Sudanese politician and insurgent (born 1954)

Abdelaziz Adam al-Hilu (Note: عبد العزيز الحلو) (born 7 July 1954) is a Sudanese politician who has been serving as the vice chairman of the Government of Peace and Unity since 2025. He is also the leader of the Sudan People's Liberation Movement-North (al-Hilu).

== Biography ==
Al-Hilu was born in Al-Faydh Umm Abdullah, South Kordofan. He was born, raised and educated in the Nuba Mountains. He studied economics at the University of Khartoum, and graduated in 1979.

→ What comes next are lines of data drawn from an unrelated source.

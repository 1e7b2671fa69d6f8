//! Load test execution engine with outcome tallying and graceful shutdown.
//!
//! [`LoadTestEngine`] is the top-level orchestrator that:
//! - Spawns N virtual user tasks via [`tokio_util::task::TaskTracker`]
//! - Collects step outcomes through a bounded mpsc channel
//! - Attaches the run's [`LogSink`] dispatcher to every VU task
//! - Coordinates graceful shutdown via [`CancellationToken`]

use crate::loadtest::client::ApiClient;
use crate::loadtest::config::LoadTestConfig;
use crate::loadtest::error::LoadTestError;
use crate::loadtest::journey::{Journey, Step, StepOutcome};
use crate::loadtest::logging::LogSink;
use crate::loadtest::vu::{vu_loop, ActiveVuCounter, OutcomeSample, VuContext, WaitTime};

use std::collections::BTreeMap;
use std::sync::atomic::AtomicU64;
use std::sync::Arc;
use std::time::{Duration, Instant};
use tokio::sync::mpsc;
use tokio_util::sync::CancellationToken;
use tokio_util::task::TaskTracker;
use tracing::instrument::WithSubscriber;
use tracing::{info, warn, Dispatch};

/// Per-step outcome counters.
#[derive(Debug, Clone, Copy, Default, PartialEq, Eq)]
pub struct StepCounts {
    pub success: u64,
    pub failed: u64,
    pub transport: u64,
    pub skipped: u64,
}

impl StepCounts {
    /// Requests actually sent (skipped steps send none).
    pub fn sent(&self) -> u64 {
        self.success + self.failed + self.transport
    }

    pub fn total(&self) -> u64 {
        self.sent() + self.skipped
    }
}

/// Outcome counts keyed by step, ordered as the journey runs them.
#[derive(Debug, Clone, Default, PartialEq, Eq)]
pub struct OutcomeTally {
    pub per_step: BTreeMap<Step, StepCounts>,
}

impl OutcomeTally {
    pub fn new() -> Self {
        Self::default()
    }

    /// Counts one executed step.
    pub fn record(&mut self, step: Step, outcome: &StepOutcome) {
        let counts = self.per_step.entry(step).or_default();
        match outcome {
            StepOutcome::Success => counts.success += 1,
            StepOutcome::Failed { .. } => counts.failed += 1,
            StepOutcome::Transport(_) => counts.transport += 1,
            StepOutcome::Skipped { .. } => counts.skipped += 1,
        }
    }

    /// Sum over all steps.
    pub fn totals(&self) -> StepCounts {
        self.per_step
            .values()
            .fold(StepCounts::default(), |acc, c| StepCounts {
                success: acc.success + c.success,
                failed: acc.failed + c.failed,
                transport: acc.transport + c.transport,
                skipped: acc.skipped + c.skipped,
            })
    }

    /// Completed passes: how often the last step of the journey ran.
    pub fn passes(&self, last_step: Step) -> u64 {
        self.per_step.get(&last_step).map_or(0, StepCounts::total)
    }
}

/// Top-level load test engine configuration and entry point.
///
/// Spawns N virtual users as independent tokio tasks and tallies their step
/// outcomes until the duration elapses, the iteration limit is hit, or the
/// user presses Ctrl+C.
pub struct LoadTestEngine {
    config: LoadTestConfig,
    base_url: String,
    max_iterations: Option<u64>,
    ramp_up: Option<Duration>,
    log_sink: LogSink,
}

impl LoadTestEngine {
    /// Creates a new engine with the given configuration and target URL.
    ///
    /// Logging is disabled until a sink is supplied with [`Self::with_log_sink`].
    pub fn new(config: LoadTestConfig, base_url: String) -> Self {
        Self {
            config,
            base_url,
            max_iterations: None,
            ramp_up: None,
            log_sink: LogSink::disabled(),
        }
    }

    /// Sets an iteration limit. The test stops after this many journey passes
    /// across all VUs (first-limit-wins with duration).
    pub fn with_iterations(mut self, n: u64) -> Self {
        self.max_iterations = Some(n);
        self
    }

    /// Sets a ramp-up duration. VUs are spawned with uniform stagger over this
    /// period.
    pub fn with_ramp_up(mut self, duration: Duration) -> Self {
        self.ramp_up = Some(duration);
        self
    }

    /// Routes every VU's log records to `sink`.
    pub fn with_log_sink(mut self, sink: LogSink) -> Self {
        self.log_sink = sink;
        self
    }

    /// Returns a reference to the engine's configuration.
    pub fn config(&self) -> &LoadTestConfig {
        &self.config
    }

    /// Returns the configured max iterations, if any.
    pub fn max_iterations(&self) -> Option<u64> {
        self.max_iterations
    }

    /// Returns the configured ramp-up duration, if any.
    pub fn ramp_up(&self) -> Option<Duration> {
        self.ramp_up
    }

    /// Run the load test. Returns the final outcome tally.
    pub async fn run(&self) -> Result<LoadTestResult, LoadTestError> {
        self.config.validate()?;
        let dispatch = self.log_sink.dispatch();
        self.run_with_dispatch(dispatch.clone())
            .with_subscriber(dispatch)
            .await
    }

    async fn run_with_dispatch(&self, dispatch: Dispatch) -> Result<LoadTestResult, LoadTestError> {
        let vu_count = self.config.settings.virtual_users;
        let kind = self.config.journey.kind;
        let cancel = CancellationToken::new();
        let tracker = TaskTracker::new();
        let active_vus = ActiveVuCounter::new();
        let iteration_counter = self.max_iterations.map(|_| Arc::new(AtomicU64::new(0)));

        let client = ApiClient::new(
            reqwest::Client::new(),
            self.base_url.clone(),
            self.config.settings.timeout_as_duration(),
        );
        let journey = Arc::new(Journey::new(
            client,
            self.config.gameplay.clone(),
            self.config.credentials.clone(),
        ));
        let (wait_min, wait_max) = self.config.wait_range_ms();

        let buffer_size = (vu_count as usize) * 100;
        let (sample_tx, sample_rx) = mpsc::channel::<OutcomeSample>(buffer_size);

        let vu_template = VuContext {
            kind,
            journey,
            wait: WaitTime::new(wait_min, wait_max),
            sample_tx,
            cancel: cancel.clone(),
            iteration_counter,
            max_iterations: self.max_iterations,
            active_vus: active_vus.clone(),
        };

        let test_start = Instant::now();
        info!(
            target_url = %self.base_url,
            vus = vu_count,
            journey = ?kind,
            "Load test started"
        );

        // Spawn outcome aggregator (NOT on tracker -- must outlive VU tasks)
        let tally_handle =
            tokio::spawn(outcome_aggregator(sample_rx).with_subscriber(dispatch.clone()));

        // Spawn VU tasks with optional ramp-up stagger
        let delay_per_vu = match self.ramp_up {
            Some(ramp) if vu_count > 1 => ramp / vu_count,
            _ => Duration::ZERO,
        };
        let spawn_all = async {
            for i in 0..vu_count {
                tracker.spawn(vu_loop(i, vu_template.clone()).with_subscriber(dispatch.clone()));
                if i < vu_count - 1 && !delay_per_vu.is_zero() {
                    tokio::select! {
                        _ = tokio::time::sleep(delay_per_vu) => {}
                        _ = cancel.cancelled() => { return; }
                    }
                }
            }
        };

        // Run controller -- first-limit-wins between duration, iteration limit, Ctrl+C.
        // With an iteration limit every VU retires on its own once the limit is
        // used up, so the run is over when the tracker drains.
        let duration = Duration::from_secs(self.config.settings.duration_secs);
        let run_until_done = async {
            spawn_all.await;
            tracker.close();
            tracker.wait().await;
        };

        tokio::select! {
            _ = tokio::time::sleep(duration) => {}
            _ = run_until_done => {
                info!("All VUs finished");
            }
            _ = handle_ctrl_c(cancel.clone()) => {}
        }
        cancel.cancel();

        // Drop the template's sender -- VUs hold their own clones
        drop(vu_template);

        // Drain: close tracker and wait for all VU tasks
        tracker.close();
        tracker.wait().await;

        let tally = tally_handle.await.unwrap_or_else(|e| {
            warn!("Outcome aggregator failed: {e}");
            OutcomeTally::new()
        });
        let elapsed = test_start.elapsed();
        let passes = tally.passes(kind.last_step());
        info!(passes, elapsed_secs = elapsed.as_secs_f64(), "Load test finished");

        Ok(LoadTestResult {
            tally,
            elapsed,
            passes,
            final_active_vus: active_vus.get(),
        })
    }
}

/// Result of a completed load test run.
#[derive(Debug)]
pub struct LoadTestResult {
    /// Step outcome counts.
    pub tally: OutcomeTally,
    /// Total elapsed time of the test.
    pub elapsed: Duration,
    /// Completed journey passes across all VUs.
    pub passes: u64,
    /// Number of VUs that were still active at test end.
    pub final_active_vus: u32,
}

/// Outcome aggregator task.
///
/// Consumes [`OutcomeSample`] values until every sender is gone. Cancellation
/// alone does not stop it: VUs finishing their current step still report.
async fn outcome_aggregator(mut sample_rx: mpsc::Receiver<OutcomeSample>) -> OutcomeTally {
    let mut tally = OutcomeTally::new();
    while let Some(sample) = sample_rx.recv().await {
        tally.record(sample.step, &sample.outcome);
    }
    tally
}

/// Ctrl+C handler with two-phase shutdown.
///
/// First Ctrl+C triggers graceful drain via the cancellation token.
/// Second Ctrl+C performs a hard abort via `std::process::exit(1)`.
async fn handle_ctrl_c(cancel: CancellationToken) {
    tokio::signal::ctrl_c()
        .await
        .expect("failed to install ctrl_c handler");
    eprintln!("\nReceived Ctrl+C, stopping gracefully...");
    cancel.cancel();

    // Second Ctrl+C: hard abort
    tokio::signal::ctrl_c()
        .await
        .expect("failed to install ctrl_c handler");
    eprintln!("\nReceived second Ctrl+C, aborting immediately.");
    std::process::exit(1);
}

He is considered one of the most successful SPLA/M commanders in the history of the SPLA and worked with Sudanese revolutionary leader John Garang with the stated goal of creating a Sudan that is democratic, fair and free to all Sudanese.

In 2011 he lost the election for governor of South Kordofan to Ahmed Haroun in a poll rejected by the SPLA as rigged. He had been fighting the Sudanese Armed Forces in the Second Sudanese Civil War and the South Kordofan conflict.

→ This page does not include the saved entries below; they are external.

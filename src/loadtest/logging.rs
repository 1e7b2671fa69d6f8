//! Persistent log sink for request/response records.
//!
//! The sink is built once at startup and handed to the engine, which
//! attaches it to every virtual user task. Nothing is installed as the
//! global default subscriber, so several sinks can coexist in one process
//! (tests rely on this).

use std::path::Path;

use tracing::Dispatch;
use tracing_appender::non_blocking::WorkerGuard;
use tracing_appender::rolling::{RollingFileAppender, Rotation};
use tracing_subscriber::layer::SubscriberExt;
use tracing_subscriber::EnvFilter;

use crate::loadtest::config::LoggingSettings;
use crate::loadtest::error::LoadTestError;

/// A tracing dispatcher writing timestamped, leveled lines to a file.
///
/// Keep the sink alive until the run is over: dropping it flushes and
/// closes the background writer.
pub struct LogSink {
    dispatch: Dispatch,
    guard: Option<WorkerGuard>,
}

impl LogSink {
    /// Opens (or creates) the configured log file and builds the dispatcher.
    ///
    /// `RUST_LOG` takes precedence over `settings.level`.
    pub fn init(settings: &LoggingSettings) -> Result<Self, LoadTestError> {
        let path = settings.file.as_path();
        let (dir, file_name) = split_log_path(path)?;
        std::fs::create_dir_all(dir).map_err(|source| LoadTestError::LogSink {
            source,
            path: path.display().to_string(),
        })?;

        let appender = RollingFileAppender::builder()
            .rotation(Rotation::NEVER)
            .filename_prefix(file_name.to_string_lossy())
            .build(dir)
            .map_err(|e| LoadTestError::LogSink {
                source: std::io::Error::other(e),
                path: path.display().to_string(),
            })?;
        let (writer, guard) = tracing_appender::non_blocking(appender);

        let filter = EnvFilter::try_from_default_env()
            .unwrap_or_else(|_| EnvFilter::new(settings.level.as_str()));
        let subscriber = tracing_subscriber::registry().with(filter).with(
            tracing_subscriber::fmt::layer()
                .with_writer(writer)
                .with_ansi(false)
                .with_target(false),
        );

        Ok(Self {
            dispatch: Dispatch::new(subscriber),
            guard: Some(guard),
        })
    }

    /// A sink that drops every event.
    pub fn disabled() -> Self {
        Self {
            dispatch: Dispatch::none(),
            guard: None,
        }
    }

    /// Dispatcher to attach to tasks with
    /// [`tracing::instrument::WithSubscriber::with_subscriber`].
    pub fn dispatch(&self) -> Dispatch {
        self.dispatch.clone()
    }
}

impl std::fmt::Debug for LogSink {
    fn fmt(&self, f: &mut std::fmt::Formatter<'_>) -> std::fmt::Result {
        f.debug_struct("LogSink")
            .field("enabled", &self.guard.is_some())
            .finish()
    }
}

fn split_log_path(path: &Path) -> Result<(&Path, &std::ffi::OsStr), LoadTestError> {
    let file_name = path.file_name().ok_or_else(|| LoadTestError::LogSink {
        source: std::io::Error::new(std::io::ErrorKind::InvalidInput, "path has no file name"),
        path: path.display().to_string(),
    })?;
    let dir = match path.parent() {
        Some(parent) if !parent.as_os_str().is_empty() => parent,
        _ => Path::new("."),
    };
    Ok((dir, file_name))
}

#[cfg(test)]
mod tests {
    use super::*;
    use std::path::PathBuf;

    #[test]
    fn test_split_relative_file_name() {
        let (dir, name) = split_log_path(Path::new("run.log")).unwrap();
        assert_eq!(dir, Path::new("."));
        assert_eq!(name, "run.log");
    }

    #[test]
    fn test_split_nested_path() {
        let (dir, name) = split_log_path(Path::new("logs/today/run.log")).unwrap();
        assert_eq!(dir, Path::new("logs/today"));
        assert_eq!(name, "run.log");
    }

    #[test]
    fn test_split_rejects_directory_only_path() {
        assert!(matches!(
            split_log_path(Path::new("/")).unwrap_err(),
            LoadTestError::LogSink { .. }
        ));
    }

    #[test]
    fn test_sink_writes_to_file() {
        let dir = tempfile::tempdir().unwrap();
        let file = dir.path().join("nested").join("journey.log");
        let settings = LoggingSettings {
            file: file.clone(),
            level: "info".to_string(),
        };

        let sink = LogSink::init(&settings).unwrap();
        tracing::dispatcher::with_default(&sink.dispatch(), || {
            tracing::info!("[POST] /api/v1/auth/guest -> Status: 200");
        });
        drop(sink);

        let content = std::fs::read_to_string(PathBuf::from(&file)).unwrap();
        assert!(content.contains("INFO"), "level missing: {content}");
        assert!(content.contains("/api/v1/auth/guest -> Status: 200"));
    }

    #[test]
    fn test_disabled_sink_debug() {
        let sink = LogSink::disabled();
        assert_eq!(format!("{sink:?}"), "LogSink { enabled: false }");
    }
}
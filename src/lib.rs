//! Library half of `crimson-loadtest`: everything the CLI drives.

pub mod loadtest;
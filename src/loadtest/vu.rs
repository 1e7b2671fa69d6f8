//! Virtual user (VU) task loop for load test execution.
//!
//! Each VU owns its own [`SessionContext`] and walks the configured journey
//! step by step, pausing a random think time between steps. Every executed
//! step is reported as an [`OutcomeSample`] through a bounded mpsc channel.

use crate::loadtest::config::JourneyKind;
use crate::loadtest::journey::{Journey, Step, StepOutcome};
use crate::loadtest::session::SessionContext;

use rand::prelude::*;
use std::sync::atomic::{AtomicU32, AtomicU64, Ordering};
use std::sync::Arc;
use std::time::Duration;
use tokio::sync::mpsc;
use tokio_util::sync::CancellationToken;
use tracing::{debug, info};

/// Atomic counter tracking the number of currently active virtual users.
///
/// Lightweight wrapper around `Arc<AtomicU32>` for clone-friendly sharing
/// across VU tasks and the engine orchestrator.
#[derive(Clone)]
pub struct ActiveVuCounter(Arc<AtomicU32>);

impl ActiveVuCounter {
    /// Creates a new counter initialized to zero.
    pub fn new() -> Self {
        Self(Arc::new(AtomicU32::new(0)))
    }

    /// Increments the active VU count by one.
    pub fn increment(&self) {
        self.0.fetch_add(1, Ordering::Relaxed);
    }

    /// Decrements the active VU count by one.
    pub fn decrement(&self) {
        self.0.fetch_sub(1, Ordering::Relaxed);
    }

    /// Returns the current number of active VUs.
    pub fn get(&self) -> u32 {
        self.0.load(Ordering::Relaxed)
    }
}

impl Default for ActiveVuCounter {
    fn default() -> Self {
        Self::new()
    }
}

/// One executed step as seen by the outcome tally.
#[derive(Debug, Clone)]
pub struct OutcomeSample {
    pub vu_id: u32,
    pub step: Step,
    pub outcome: StepOutcome,
}

/// Pause between two steps of one VU, drawn uniformly from `[min_ms, max_ms]`.
#[derive(Debug, Clone, Copy, PartialEq, Eq)]
pub struct WaitTime {
    pub min_ms: u64,
    pub max_ms: u64,
}

impl WaitTime {
    pub fn new(min_ms: u64, max_ms: u64) -> Self {
        Self { min_ms, max_ms }
    }

    /// No pause at all.
    pub fn none() -> Self {
        Self::new(0, 0)
    }

    /// Draws one pause.
    pub fn sample(&self) -> Duration {
        if self.max_ms <= self.min_ms {
            return Duration::from_millis(self.min_ms);
        }
        Duration::from_millis(rand::rng().random_range(self.min_ms..=self.max_ms))
    }
}

/// Everything a VU task needs besides its id.
#[derive(Clone)]
pub struct VuContext {
    pub kind: JourneyKind,
    pub journey: Arc<Journey>,
    pub wait: WaitTime,
    pub sample_tx: mpsc::Sender<OutcomeSample>,
    pub cancel: CancellationToken,
    /// Passes started across all VUs, shared when an iteration limit is set.
    pub iteration_counter: Option<Arc<AtomicU64>>,
    pub max_iterations: Option<u64>,
    pub active_vus: ActiveVuCounter,
}

/// Main virtual user task loop.
///
/// Each VU:
/// 1. Creates an empty [`SessionContext`].
/// 2. Executes the journey's steps in order, forever returning to the
///    first step after the last one.
/// 3. Sends one [`OutcomeSample`] per step and sleeps the think time.
/// 4. Stops on cancellation, when the iteration limit is reached (checked
///    before each pass), or when the sample receiver is gone. Reaching the
///    limit does not cancel the other VUs.
///
/// The `active_vus` counter is incremented on entry and decremented on exit.
pub async fn vu_loop(vu_id: u32, ctx: VuContext) {
    ctx.active_vus.increment();
    info!(vu = vu_id, "VU started");

    let passes = vu_loop_inner(vu_id, &ctx).await;

    info!(vu = vu_id, passes, "VU stopped");
    ctx.active_vus.decrement();
}

/// Inner VU loop logic. Returns the number of completed passes.
async fn vu_loop_inner(vu_id: u32, ctx: &VuContext) -> u64 {
    let mut session = SessionContext::new();
    let mut step = ctx.kind.first_step();
    let mut completed = 0u64;

    loop {
        if ctx.cancel.is_cancelled() {
            return completed;
        }

        // A VU past the limit only retires itself; passes other VUs
        // started under the limit still run to the end.
        if step == ctx.kind.first_step() {
            if let (Some(counter), Some(max)) = (&ctx.iteration_counter, ctx.max_iterations) {
                let prev = counter.fetch_add(1, Ordering::Relaxed);
                if prev >= max {
                    debug!(vu = vu_id, "iteration limit reached");
                    return completed;
                }
            }
        }

        debug!(vu = vu_id, step = %step, "executing step");
        let outcome = ctx.journey.execute(step, &mut session).await;
        let sample = OutcomeSample {
            vu_id,
            step,
            outcome,
        };
        if ctx.sample_tx.send(sample).await.is_err() {
            // Receiver dropped -- tally is gone
            return completed;
        }

        if ctx.kind.ends_pass(step) {
            completed += 1;
        }
        step = ctx.kind.next_step(step);

        // The last pass allowed by the iteration limit does not wait.
        if step == ctx.kind.first_step() && limit_reached(ctx) {
            continue;
        }

        tokio::select! {
            _ = tokio::time::sleep(ctx.wait.sample()) => {}
            _ = ctx.cancel.cancelled() => { return completed; }
        }
    }
}

fn limit_reached(ctx: &VuContext) -> bool {
    match (&ctx.iteration_counter, ctx.max_iterations) {
        (Some(counter), Some(max)) => counter.load(Ordering::Relaxed) >= max,
        _ => false,
    }
}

In mid-2017, the SPLM–N split into two factions, the SPLM–N (al-Hilu) and SPLM–N (Agar), over disagreements on secularization. Following the Sudanese revolution, he declared a temporary unilateral ceasefire "to give the ongoing peace talks an opportunity for success", which was later further extended, during which he reached an agreement with the transitional government to separate religion and state and not discriminate against anyone's ethnicity on 3 September 2020. He has also called to remove former president Omar al-Bashir's militias and to reorganize the Sudanese military, in addition to self-determination in areas controlled by his faction.

On 28 March 2021, al-Hilu signed a peace agreement with the Sudanese government in Juba, South Sudan, in which it would pave the path to establish a civil, democratic federal state in Sudan, in addition to guaranteeing freedom of religion and having a single army to protect national security.

During the civil war in Sudan which began in 2023, al-Hilu was hesitant to join the Tagadum coalition, insisting on secular governance as a foundation for Sudan's unity and stability. He also supported initiatives to end conflict but emphasized addressing Sudan's deep-rooted issues. His forces in South Kordofan and Blue Nile prioritized defending citizens and ensuring aid reached civilians. In February 2025, al-Hilu supported the Rapid Support Forces (RSF)'s attempt to form a parallel government in Nairobi, Kenya. In July 2025, he was proclaimed the deputy leader of a governing alliance headed by the RSF's leader Hemedti.